Il fallait des millions rien que pour alléger une pareille détresse, et Vincent de Paul rêvait mieux, ses associés avec lui : ils voulaient mettre ces populations agonisantes en état de reprendre le travail et de réparer leurs ruines. L’entreprise s’organisa au travers d’obstacles qui avaient l’air insurmontables. L’épuisement de la France et la difficulté des communications étaient les principaux. Le comité parisien sut trouver des sommes énormes, des dons en nature de toutes sortes, et le moyen de transporter ses approvisionnemens. Il s’était partagé les environs de Paris : Mme Joly, un village ; la présidente de Nesmond, quatre villages, et ainsi de suite. En dehors de la banlieue, on envoyait les missionnaires. L’un des derniers biographes de Vincent de Paul[1] évalue à douze millions de livres, qui en feraient soixante d’à présent, les sommes qu’il distribua, sans préciser, toutefois, si ce fut pour l’ensemble de ses œuvres, ou seulement pour celle qui nous occupe. Quoi qu’il en soit, cette dernière eut certainement la grosse part.

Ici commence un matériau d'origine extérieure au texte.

//! Tool settings from `hconfig.toml`.
//!
//! ```toml
//! repository = "git@example.org:team/project-config.git"
//! root = "/home/u/.hconfig"
//! ```

use std::path::{Path, PathBuf};

use serde::Deserialize;

use crate::error::{StoreError, StoreResult};
use crate::layout::StoreLayout;

/// Environment variable overriding the storage root.
pub const ROOT_ENV: &str = "HCONFIG_ROOT";
/// Environment variable overriding the shared repository URL.
pub const REPOSITORY_ENV: &str = "HCONFIG_REPOSITORY";

#[derive(Debug, Clone, Default, PartialEq, Eq, Deserialize)]
#[serde(deny_unknown_fields)]
pub struct Settings {
    /// Git URL of the shared configuration repository.
    #[serde(default)]
    pub repository: Option<String>,
    /// Storage root; defaults to `~/.hconfig`.
    #[serde(default)]
    pub root: Option<PathBuf>,
}

impl Settings {
    /// `<config_dir>/hconfig/hconfig.toml`.
    pub fn default_path() -> Option<PathBuf> {
        dirs::config_dir().map(|dir| dir.join("hconfig").join("hconfig.toml"))
    }

    /// Load settings from `path`. A missing file yields the defaults.
    pub fn load(path: &Path) -> StoreResult<Self> {
        if !path.exists() {
            return Ok(Self::default());
        }
        let content = std::fs::read_to_string(path).map_err(|err| StoreError::Settings {
            path: path.to_path_buf(),
            message: err.to_string(),
        })?;
        Self::parse(path, &content)
    }

    fn parse(path: &Path, content: &str) -> StoreResult<Self> {
        toml::from_str(content).map_err(|err| StoreError::Settings {
            path: path.to_path_buf(),
            message: err.message().to_string(),
        })
    }

    /// Apply `HCONFIG_ROOT` and `HCONFIG_REPOSITORY` on top of the file values.
    pub fn with_env_overrides(self) -> Self {
        self.with_overrides(
            std::env::var_os(ROOT_ENV).map(PathBuf::from),
            std::env::var(REPOSITORY_ENV).ok(),
        )
    }

    fn with_overrides(mut self, root: Option<PathBuf>, repository: Option<String>) -> Self {
        if let Some(root) = root.filter(|r| !r.as_os_str().is_empty()) {
            self.root = Some(root);
        }
        if let Some(repository) = repository.filter(|r| !r.is_empty()) {
            self.repository = Some(repository);
        }
        self
    }

    /// Resolve the storage layout, preferring `explicit_root` over settings.
    pub fn layout(&self, explicit_root: Option<&Path>) -> StoreResult<StoreLayout> {
        let root = explicit_root
            .map(Path::to_path_buf)
            .or_else(|| self.root.clone())
            .or_else(StoreLayout::default_root)
            .ok_or_else(|| StoreError::StoreUnavailable {
                path: PathBuf::from("~"),
                source: std::io::Error::new(
                    std::io::ErrorKind::NotFound,
                    "could not determine home directory",
                ),
            })?;
        Ok(StoreLayout::new(root))
    }
}

#[cfg(test)]
mod tests {
    use super::*;

    #[test]
    fn test_parse_full_settings() {
        let toml = r#"
repository = "git@example.org:team/project-config.git"
root = "/srv/hconfig"
"#;
        let settings = Settings::parse(Path::new("hconfig.toml"), toml).unwrap();
        assert_eq!(
            settings.repository.as_deref(),
            Some("git@example.org:team/project-config.git")
        );
        assert_eq!(settings.root, Some(PathBuf::from("/srv/hconfig")));
    }

    #[test]
    fn test_parse_empty_settings() {
        let settings = Settings::parse(Path::new("hconfig.toml"), "").unwrap();
        assert_eq!(settings, Settings::default());
    }

    #[test]
    fn test_unknown_key_rejected() {
        let result = Settings::parse(Path::new("hconfig.toml"), "repo = \"x\"");
        assert!(matches!(result, Err(StoreError::Settings { .. })));
    }

    #[test]
    fn test_missing_file_is_default() {
        let settings = Settings::load(Path::new("/nonexistent/hconfig.toml")).unwrap();
        assert_eq!(settings, Settings::default());
    }

    #[test]
    fn test_overrides_replace_file_values() {
        let settings = Settings {
            repository: Some("file-repo".to_string()),
            root: Some(PathBuf::from("/from/file")),
        }
        .with_overrides(Some(PathBuf::from("/from/env")), Some(String::new()));

        assert_eq!(settings.root, Some(PathBuf::from("/from/env")));
        assert_eq!(settings.repository.as_deref(), Some("file-repo"));
    }

    #[test]
    fn test_explicit_root_wins() {
        let settings = Settings {
            root: Some(PathBuf::from("/from/file")),
            ..Default::default()
        };
        let layout = settings.layout(Some(Path::new("/explicit"))).unwrap();
        assert_eq!(layout.root(), Path::new("/explicit"));

        let layout = settings.layout(None).unwrap();
        assert_eq!(layout.root(), Path::new("/from/file"));
    }
}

L’immensité de l’entreprise, son apparente témérité, nous en apprennent long sur la richesse et la puissance des classes moyennes au milieu du XVIIe siècle. Après Vincent de Paul et M. de Dernières, l’honneur de l’œuvre du relèvement revient au monde parlementaire et à la bourgeoisie parisienne ; l’aristocratie n’y joua qu’un rôle secondaire. Les classes moyennes fournirent cet effort énorme dans une période où presque tous les revenus manquaient à la fois. On nous dit que plusieurs eurent recours à l’emprunt pour alimenter la caisse, que d’autres vendirent leurs bijoux et leur vaisselle d’argent : encore cela suppose-t-il

  1. M. Emmanuel de Broglie.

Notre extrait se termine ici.